Daniel Spiewak's proof that there exist total functions which are not inductive uses the following assumption:
I am going to assume that the problem of determining whether some arbitrary function is inductive [...] is in fact decidable. I actually don't have a reference on this one, but it seems like a fairly reasonable assumption. Formally:
exists D, forall f, f in I <=> (D(f) = TRUE)
I have modified the statement of the assumption slightly. In fact, my modification is not equivalent to the original, since my version says "there is a decider for inductive functions" where the original is "there is a single decider for both inductive and coinductive functions". It is conceivable that there is only a technique that can tell whether a function was either inductive or coinductive but can't tell which it is, in which case the above statement would not be implied. But that is an exotic enough possibility that I'm comfortable with my simplification.

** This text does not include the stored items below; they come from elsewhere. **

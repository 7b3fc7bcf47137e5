//! Profile image storage on the local file system.
//!
//! Images land in `UPLOAD_DIR/<kind>/<uuid>.<ext>` and are referenced from
//! records by their public path, `/uploads/<kind>/<file>`, which the router
//! serves with `ServeDir`.

use std::path::PathBuf;

use anyhow::anyhow;
use schoolhub_config::UploadConfig;
use schoolhub_core::AppError;
use thiserror::Error;
use tokio::fs;
use tracing::{debug, instrument, warn};
use uuid::Uuid;

#[derive(Debug, Clone, Copy, PartialEq, Eq)]
pub enum ImageKind {
    Teacher,
    Student,
}

impl ImageKind {
    pub fn dir(&self) -> &'static str {
        match self {
            ImageKind::Teacher => "teachers",
            ImageKind::Student => "students",
        }
    }
}

#[derive(Debug, Error)]
pub enum UploadError {
    #[error("Image exceeds maximum size of {max_bytes} bytes")]
    TooLarge { max_bytes: usize },
    #[error("Only image files are allowed (received {0})")]
    UnsupportedType(String),
    #[error("failed to store image: {0}")]
    Io(#[from] std::io::Error),
}

impl From<UploadError> for AppError {
    fn from(err: UploadError) -> Self {
        match err {
            UploadError::Io(e) => AppError::internal(e),
            other => AppError::unprocessable(anyhow!(other.to_string())),
        }
    }
}

/// An image received from a client, not yet stored.
#[derive(Debug, Clone)]
pub struct ImageUpload {
    pub content_type: String,
    pub bytes: Vec<u8>,
}

#[derive(Debug, Clone)]
pub struct ImageStorage {
    root_dir: PathBuf,
    public_path: String,
    max_bytes: usize,
    allowed_mime_types: Vec<String>,
}

impl ImageStorage {
    pub fn new(config: &UploadConfig) -> Self {
        Self {
            root_dir: config.root_dir.clone(),
            public_path: config.public_path.trim_end_matches('/').to_string(),
            max_bytes: config.max_bytes,
            allowed_mime_types: config.allowed_mime_types.clone(),
        }
    }

    pub fn root_dir(&self) -> &PathBuf {
        &self.root_dir
    }

    pub fn public_path(&self) -> &str {
        &self.public_path
    }

    /// Checks size and type without touching the disk.
    pub fn check(&self, upload: &ImageUpload) -> Result<(), UploadError> {
        if upload.bytes.len() > self.max_bytes {
            return Err(UploadError::TooLarge {
                max_bytes: self.max_bytes,
            });
        }
        if !self
            .allowed_mime_types
            .iter()
            .any(|allowed| allowed.eq_ignore_ascii_case(&upload.content_type))
        {
            return Err(UploadError::UnsupportedType(upload.content_type.clone()));
        }
        Ok(())
    }

    /// Writes the image and returns the public path to store on the record.
    #[instrument(skip(self, upload), fields(kind = kind.dir(), bytes = upload.bytes.len()))]
    pub async fn save(&self, kind: ImageKind, upload: &ImageUpload) -> Result<String, UploadError> {
        self.check(upload)?;

        let file_name = format!("{}.{}", Uuid::new_v4(), extension(&upload.content_type));
        let dir = self.root_dir.join(kind.dir());
        fs::create_dir_all(&dir).await?;
        fs::write(dir.join(&file_name), &upload.bytes).await?;

        let public = format!("{}/{}/{}", self.public_path, kind.dir(), file_name);
        debug!(path = %public, "Image stored");
        Ok(public)
    }

    /// Removes a previously stored image. Missing files are ignored.
    pub async fn delete(&self, public: &str) {
        let Some(relative) = public
            .strip_prefix(&self.public_path)
            .map(|p| p.trim_start_matches('/'))
        else {
            return;
        };
        if relative.is_empty() || relative.contains("..") {
            return;
        }

        match fs::remove_file(self.root_dir.join(relative)).await {
            Ok(()) => debug!(path = %public, "Image removed"),
            Err(e) if e.kind() == std::io::ErrorKind::NotFound => {}
            Err(e) => warn!(path = %public, error = %e, "Failed to remove image"),
        }
    }
}

fn extension(content_type: &str) -> &'static str {
    match content_type.to_ascii_lowercase().as_str() {
        "image/png" => "png",
        "image/gif" => "gif",
        _ => "jpg",
    }
}

#[cfg(test)]
mod tests {
    use super::*;

    fn storage(dir: PathBuf) -> ImageStorage {
        ImageStorage::new(&UploadConfig {
            root_dir: dir,
            max_bytes: 16,
            ..UploadConfig::default()
        })
    }

    fn image(content_type: &str, len: usize) -> ImageUpload {
        ImageUpload {
            content_type: content_type.to_string(),
            bytes: vec![0u8; len],
        }
    }

    #[test]
    fn rejects_oversized_and_non_images() {
        let storage = storage(std::env::temp_dir());
        assert!(matches!(
            storage.check(&image("image/png", 17)),
            Err(UploadError::TooLarge { max_bytes: 16 })
        ));
        assert!(matches!(
            storage.check(&image("application/pdf", 4)),
            Err(UploadError::UnsupportedType(_))
        ));
        assert!(storage.check(&image("IMAGE/JPEG", 4)).is_ok());
    }

    #[tokio::test]
    async fn saves_under_kind_directory_and_deletes() {
        let root = std::env::temp_dir().join(format!("schoolhub-uploads-{}", Uuid::new_v4()));
        let storage = storage(root.clone());

        let public = storage
            .save(ImageKind::Teacher, &image("image/gif", 8))
            .await
            .unwrap();
        assert!(public.starts_with("/uploads/teachers/"));
        assert!(public.ends_with(".gif"));

        let on_disk = root.join(public.trim_start_matches("/uploads/"));
        assert!(on_disk.exists());

        storage.delete(&public).await;
        assert!(!on_disk.exists());

        let _ = std::fs::remove_dir_all(root);
    }
}
use chrono::{DateTime, Utc};
use serde::{Deserialize, Serialize};
use sqlx::FromRow;
use utoipa::ToSchema;
use validator::Validate;

use crate::ids::{ClassId, PrincipalId, SchoolId};

#[derive(Debug, Clone, PartialEq, Serialize, Deserialize, FromRow, ToSchema)]
#[serde(rename_all = "camelCase")]
pub struct Class {
    pub id: ClassId,
    pub school_id: SchoolId,
    pub name: String,
    pub section: String,
    pub capacity: i32,
    /// Homeroom teacher; always a teacher of the same school.
    pub teacher_id: Option<PrincipalId>,
    pub description: Option<String>,
    pub created_at: DateTime<Utc>,
    pub updated_at: DateTime<Utc>,
}

#[derive(Debug, Clone, Deserialize, Validate, ToSchema)]
#[serde(rename_all = "camelCase")]
pub struct CreateClassDto {
    #[validate(length(min = 1, max = 100, message = "name is required"))]
    pub name: String,
    #[validate(length(min = 1, max = 20, message = "section is required"))]
    pub section: String,
    #[validate(range(min = 1, max = 1000, message = "capacity must be at least 1"))]
    pub capacity: i32,
    pub teacher_id: Option<PrincipalId>,
    #[validate(length(max = 500))]
    pub description: Option<String>,
}

#[derive(Debug, Clone, Default, Deserialize, Validate, ToSchema)]
#[serde(rename_all = "camelCase")]
pub struct UpdateClassDto {
    #[validate(length(min = 1, max = 100))]
    pub name: Option<String>,
    #[validate(length(min = 1, max = 20))]
    pub section: Option<String>,
    #[validate(range(min = 1, max = 1000, message = "capacity must be at least 1"))]
    pub capacity: Option<i32>,
    pub teacher_id: Option<PrincipalId>,
    #[validate(length(max = 500))]
    pub description: Option<String>,
}

impl UpdateClassDto {
    pub fn apply(self, class: &mut Class) {
        if let Some(v) = self.name {
            class.name = v;
        }
        if let Some(v) = self.section {
            class.section = v;
        }
        if let Some(v) = self.capacity {
            class.capacity = v;
        }
        if let Some(v) = self.teacher_id {
            class.teacher_id = Some(v);
        }
        if let Some(v) = self.description {
            class.description = Some(v);
        }
    }
}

However, the statement of the assumption is a bit vague. A decision procedure is a computable function on naturals (equiv. Turing machine, etc.), and we are trying to hand it a function. In what way is the function represented as a number? For example, the identity on booleans i can be represented in two ways:
i x = x
i True = True
i False = False
These are the same function (they have the same extensional behavior), but they have two different presentations. I will refute the possibility that you can just "pick a representative" to give to D: It is undecidable in general whether two presentations represent the same function. This can be seen by straightforward reduction to the halting problem; consider these two presentations
f x = x
f' x = if L then x else infinite_loop
where L is an arbitrary lambda term. Deciding whether f is equivalent to f' is equivalent to the halting problem for L.

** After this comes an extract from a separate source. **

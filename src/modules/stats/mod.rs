pub mod controller;
pub mod router;
pub mod service;

pub use router::{init_platform_stats_router, init_stats_router};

So there is no computable way to get a representative of an equivalence class of presentations, and we do in fact have to think about what presentation we are giving to D.
It is clear that there is a decider for some presentations of inductive functions; e.g. an Agda definition that passes the type checker. But we could present that same function in a way such that its inductive structure is not apparent from the presentation, and the decider would not be able to decide that.
The way this impacts the original proof: how do we know that a function with a general recursive presentation does not have some inductive presentation that we simply have not found? Perhaps every total general recursive function can be written in an inductive way.